To do:
Pull out every line with the word "length" from the entries below.

Available records:
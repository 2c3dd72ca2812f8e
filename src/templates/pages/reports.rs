use crate::domain::money::format_money;
use crate::domain::report::{booking_label, Report};
use crate::forms::FieldErrors;
use crate::templates::components::{field_error, payment_badge, status_badge};
use crate::templates::desktop_layout;
use crate::templates::layouts::desktop::Nav;
use chrono::NaiveDate;
use maud::{html, Markup};

pub struct ReportsVm {
    pub from: NaiveDate,
    pub to: NaiveDate,
    /// `None` until a valid range has been asked for.
    pub report: Option<Report>,
    pub errors: FieldErrors,
}

pub fn reports_page(vm: &ReportsVm) -> Markup {
    desktop_layout(
        "Reports",
        Nav::Reports,
        None,
        html! {
            main class="container" {
                h1 { "Reports" }

                form method="get" action="/reports" class="date-range" {
                    label for="from-date" { "From" }
                    input type="date" id="from-date" name="from" value=(vm.from.to_string());
                    label for="to-date" { "To" }
                    input type="date" id="to-date" name="to" value=(vm.to.to_string());
                    button type="submit" { "Generate" }
                }
                (field_error(&vm.errors, "from"))
                (field_error(&vm.errors, "to"))

                @if let Some(report) = &vm.report {
                    p {
                        a class="button" href=(format!("/reports/export?from={}&to={}", report.from, report.to)) { "Download XLSX" }
                    }
                    (report_sections(report))
                } @else {
                    p class="muted" { "Pick a range to see bookings, payments and enquiries." }
                }
            }
        },
    )
}

fn report_sections(report: &Report) -> Markup {
    html! {
        section class="card" {
            h3 { "Bookings (" (report.bookings.len()) ")" }
            @if report.bookings.is_empty() {
                p class="muted" { "No bookings in this range." }
            }
            @for room in &report.bookings {
                @if let Some(b) = &room.booking {
                    div class="report-row" {
                        strong { (room.name) }
                        span { (b.guest_name) }
                        span class="muted" {
                            (b.check_in.format("%B %-d, %Y").to_string()) " - " (b.check_out.format("%B %-d, %Y").to_string())
                        }
                        (status_badge(booking_label(room)))
                    }
                }
            }
        }

        section class="card" {
            h3 { "Payments (" (report.payments.len()) ")" }
            @if report.payments.is_empty() {
                p class="muted" { "No payments in this range." }
            }
            @for room in &report.payments {
                @if let Some(p) = &room.payment {
                    div class="report-row" {
                        strong { (room.name) }
                        span { (p.guest_name) }
                        span { (format_money(p.amount)) }
                        span class="muted" { "Pending: " (format_money(p.pending)) }
                        (payment_badge(p.status))
                    }
                }
            }
        }

        section class="card" {
            h3 { "Enquiries (" (report.enquiries.len()) ")" }
            @if report.enquiries.is_empty() {
                p class="muted" { "No enquiries in this range." }
            }
            @for e in &report.enquiries {
                div class="report-row" {
                    strong { (e.enquiry_type.label()) }
                    span { "For " (e.booking_date.to_string()) }
                    span class="muted" { (e.notes) }
                }
            }
        }
    }
}
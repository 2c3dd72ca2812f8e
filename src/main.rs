use crate::app::{App, Clock};
use crate::config::AppConfig;
use crate::db::init_db;
use crate::responses::html_error_response;
use crate::router::handle;
use astra::Server;
use tracing_subscriber::{layer::SubscriberExt, util::SubscriberInitExt, EnvFilter};

mod app;
mod config;
mod db;
mod domain;
mod errors;
mod forms;
mod handlers;
mod responses;
mod router;
mod spreadsheets;
mod templates;

#[cfg(test)]
mod tests;

fn main() {
    // .env is optional; real environment variables win.
    dotenvy::dotenv().ok();

    tracing_subscriber::registry()
        .with(EnvFilter::try_from_default_env().unwrap_or_else(|_| EnvFilter::new("frontdesk=info")))
        .with(tracing_subscriber::fmt::layer())
        .init();

    let config = match AppConfig::from_env() {
        Ok(config) => config,
        Err(e) => {
            tracing::error!(error = %e, "invalid configuration");
            std::process::exit(1);
        }
    };

    let addr = config.bind_addr();
    let workers = config.max_workers;
    let app = App::new(config, Clock::System);

    if let Err(e) = init_db(&app.db) {
        tracing::error!(error = %e, "database initialization failed");
        std::process::exit(1);
    }

    tracing::info!(%addr, rooms = app.config.roster.len(), hotel = app.hotel_id(), "front desk listening");

    let server = Server::bind(&addr).max_workers(workers);

    let result = server.serve(move |req, _info| match handle(req, &app) {
        Ok(resp) => resp,
        Err(err) => html_error_response(err),
    });

    if let Err(e) = result {
        tracing::error!(error = %e, "server ended with error");
    }

    tracing::info!("server shut down");
}
pub mod booking;
pub mod cancellations;
pub mod dashboard;
pub mod enquiries;
pub mod manage;
pub mod reports;

pub use booking::{booking_page, BookingVm};
pub use cancellations::cancellations_page;
pub use dashboard::{dashboard_page, DashboardVm};
pub use enquiries::{enquiries_page, enquiry_edit_page, EnquiriesVm};
pub use manage::{manage_page, ManageVm};
pub use reports::{reports_page, ReportsVm};
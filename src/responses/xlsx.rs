// responses/xlsx.rs
use crate::errors::ServerError;
use crate::responses::ResultResp;
use astra::{Body, ResponseBuilder};

const XLSX_MIME: &str = "application/vnd.openxmlformats-officedocument.spreadsheetml.sheet";

/// Send a finished workbook as a download.
pub fn xlsx_response(buffer: Vec<u8>, filename: &str) -> ResultResp {
    let length = buffer.len();

    ResponseBuilder::new()
        .status(200)
        .header("Content-Type", XLSX_MIME)
        .header("Content-Length", length)
        .header("Cache-Control", "no-store")
        .header("Content-Disposition", format!("attachment; filename=\"{filename}\""))
        .body(Body::from(buffer))
        .map_err(|e| ServerError::XlsxError(format!("building download failed: {e}")))
}
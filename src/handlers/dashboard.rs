use crate::db::rooms::rooms_for_roster;
use crate::domain::stats::resolve_rooms;
use crate::responses::{html_response, ResultResp};
use crate::router::Ctx;
use crate::templates::pages::{dashboard_page, DashboardVm};

/// Every roster room resolved once for the selected date (default today).
pub fn show(ctx: &Ctx) -> ResultResp {
    let app = ctx.app;
    let today = app.clock.today();
    let date = ctx.query.date("date").unwrap_or(today);

    let rooms = app
        .db
        .with_conn(|conn| rooms_for_roster(conn, app.hotel_id(), &app.config.roster))?;

    let vm = DashboardVm {
        date,
        today,
        rooms: resolve_rooms(rooms, date),
        notice: ctx.query.get("notice").map(str::to_string),
    };

    html_response(dashboard_page(&vm))
}
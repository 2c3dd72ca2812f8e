// src/db/enquiries.rs
use crate::domain::enquiry::{Enquiry, EnquiryDraft, EnquiryType};
use crate::errors::ServerError;
use chrono::{NaiveDate, NaiveDateTime};
use rusqlite::{params, Connection, OptionalExtension, Row};

const ENQUIRY_COLUMNS: &str = "id, user_id, enquiry_type, booking_date, notes, created_at";

fn enquiry_from_row(row: &Row<'_>) -> rusqlite::Result<Enquiry> {
    let raw_type: String = row.get(2)?;
    let enquiry_type = EnquiryType::parse(&raw_type).ok_or_else(|| {
        rusqlite::Error::FromSqlConversionFailure(
            2,
            rusqlite::types::Type::Text,
            format!("unknown enquiry type '{raw_type}'").into(),
        )
    })?;

    Ok(Enquiry {
        id: row.get(0)?,
        user_id: row.get(1)?,
        enquiry_type,
        booking_date: row.get::<_, NaiveDate>(3)?,
        notes: row.get(4)?,
        created_at: row.get::<_, NaiveDateTime>(5)?,
    })
}

pub fn create_enquiry(
    conn: &Connection,
    hotel_id: &str,
    user_id: &str,
    draft: &EnquiryDraft,
    now: NaiveDateTime,
) -> Result<i64, ServerError> {
    conn.execute(
        r#"
        insert into enquiries (hotel_id, user_id, enquiry_type, booking_date, notes, created_at)
        values (?, ?, ?, ?, ?, ?)
        "#,
        params![
            hotel_id,
            user_id,
            draft.enquiry_type.as_str(),
            draft.booking_date,
            draft.notes,
            now
        ],
    )
    .map_err(|e| ServerError::DbError(format!("insert enquiry failed: {e}")))?;

    Ok(conn.last_insert_rowid())
}

/// Enquiries logged by `user_id`, newest first.
pub fn list_enquiries_for_user(
    conn: &Connection,
    hotel_id: &str,
    user_id: &str,
) -> Result<Vec<Enquiry>, ServerError> {
    let sql = format!(
        "select {ENQUIRY_COLUMNS} from enquiries where hotel_id = ? and user_id = ? order by created_at desc, id desc"
    );
    let mut stmt = conn
        .prepare(&sql)
        .map_err(|e| ServerError::DbError(e.to_string()))?;

    let rows = stmt
        .query_map(params![hotel_id, user_id], enquiry_from_row)
        .map_err(|e| ServerError::DbError(e.to_string()))?;

    let mut out = Vec::new();
    for r in rows {
        out.push(r.map_err(|e| ServerError::DbError(e.to_string()))?);
    }
    Ok(out)
}

pub fn get_enquiry(conn: &Connection, hotel_id: &str, id: i64) -> Result<Option<Enquiry>, ServerError> {
    let sql = format!("select {ENQUIRY_COLUMNS} from enquiries where hotel_id = ? and id = ?");
    conn.query_row(&sql, params![hotel_id, id], enquiry_from_row)
        .optional()
        .map_err(|e| ServerError::DbError(format!("get enquiry failed: {e}")))
}

pub fn update_enquiry(conn: &Connection, hotel_id: &str, id: i64, draft: &EnquiryDraft) -> Result<(), ServerError> {
    let changed = conn
        .execute(
            "update enquiries set enquiry_type = ?, booking_date = ?, notes = ? where hotel_id = ? and id = ?",
            params![draft.enquiry_type.as_str(), draft.booking_date, draft.notes, hotel_id, id],
        )
        .map_err(|e| ServerError::DbError(format!("update enquiry failed: {e}")))?;

    if changed == 0 {
        return Err(ServerError::NotFound);
    }
    Ok(())
}

pub fn delete_enquiry(conn: &Connection, hotel_id: &str, id: i64) -> Result<(), ServerError> {
    let changed = conn
        .execute(
            "delete from enquiries where hotel_id = ? and id = ?",
            params![hotel_id, id],
        )
        .map_err(|e| ServerError::DbError(format!("delete enquiry failed: {e}")))?;

    if changed == 0 {
        return Err(ServerError::NotFound);
    }
    Ok(())
}
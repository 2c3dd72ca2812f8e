use crate::db::cancellations::list_cancellations;
use crate::db::enquiries::list_enquiries_for_user;
use crate::db::rooms::rooms_for_roster;
use crate::domain::report::Report;
use crate::errors::ServerError;
use crate::forms::{DateRange, FieldErrors};
use crate::responses::{html_response, html_response_with_status, xlsx_response, ResultResp};
use crate::router::Ctx;
use crate::spreadsheets::export_report_xlsx;
use crate::templates::pages::{cancellations_page, reports_page, ReportsVm};

fn build_report(ctx: &Ctx, range: DateRange) -> Result<Report, ServerError> {
    let app = ctx.app;
    let (rooms, enquiries) = app.db.with_conn(|conn| {
        let rooms = rooms_for_roster(conn, app.hotel_id(), &app.config.roster)?;
        let enquiries = list_enquiries_for_user(conn, app.hotel_id(), &app.config.desk_user)?;
        Ok((rooms, enquiries))
    })?;

    Ok(Report::build(&rooms, enquiries, range.from, range.to))
}

pub fn show(ctx: &Ctx) -> ResultResp {
    let today = ctx.app.clock.today();
    let asked = ctx.query.get("from").is_some() || ctx.query.get("to").is_some();

    let range = match DateRange::parse(&ctx.query, today) {
        Ok(range) => range,
        Err(errors) => {
            let vm = ReportsVm {
                from: ctx.query.date("from").unwrap_or(today),
                to: ctx.query.date("to").unwrap_or(today),
                report: None,
                errors,
            };
            return html_response_with_status(400, reports_page(&vm));
        }
    };

    let report = if asked { Some(build_report(ctx, range)?) } else { None };
    let vm = ReportsVm {
        from: range.from,
        to: range.to,
        report,
        errors: FieldErrors::default(),
    };
    html_response(reports_page(&vm))
}

pub fn export(ctx: &Ctx) -> ResultResp {
    let range = DateRange::parse(&ctx.query, ctx.app.clock.today())
        .map_err(ServerError::Validation)?;

    let report = build_report(ctx, range)?;
    let buffer = export_report_xlsx(&report)?;
    tracing::info!(
        from = %range.from,
        to = %range.to,
        bookings = report.bookings.len(),
        payments = report.payments.len(),
        enquiries = report.enquiries.len(),
        "report exported"
    );

    xlsx_response(buffer, &format!("report_{}_{}.xlsx", range.from, range.to))
}

pub fn cancellations(ctx: &Ctx) -> ResultResp {
    let app = ctx.app;
    let records = app.db.with_conn(|conn| list_cancellations(conn, app.hotel_id()))?;
    html_response(cancellations_page(&records))
}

Exercise response:
    let length = buffer.len();
        .header("Content-Length", length)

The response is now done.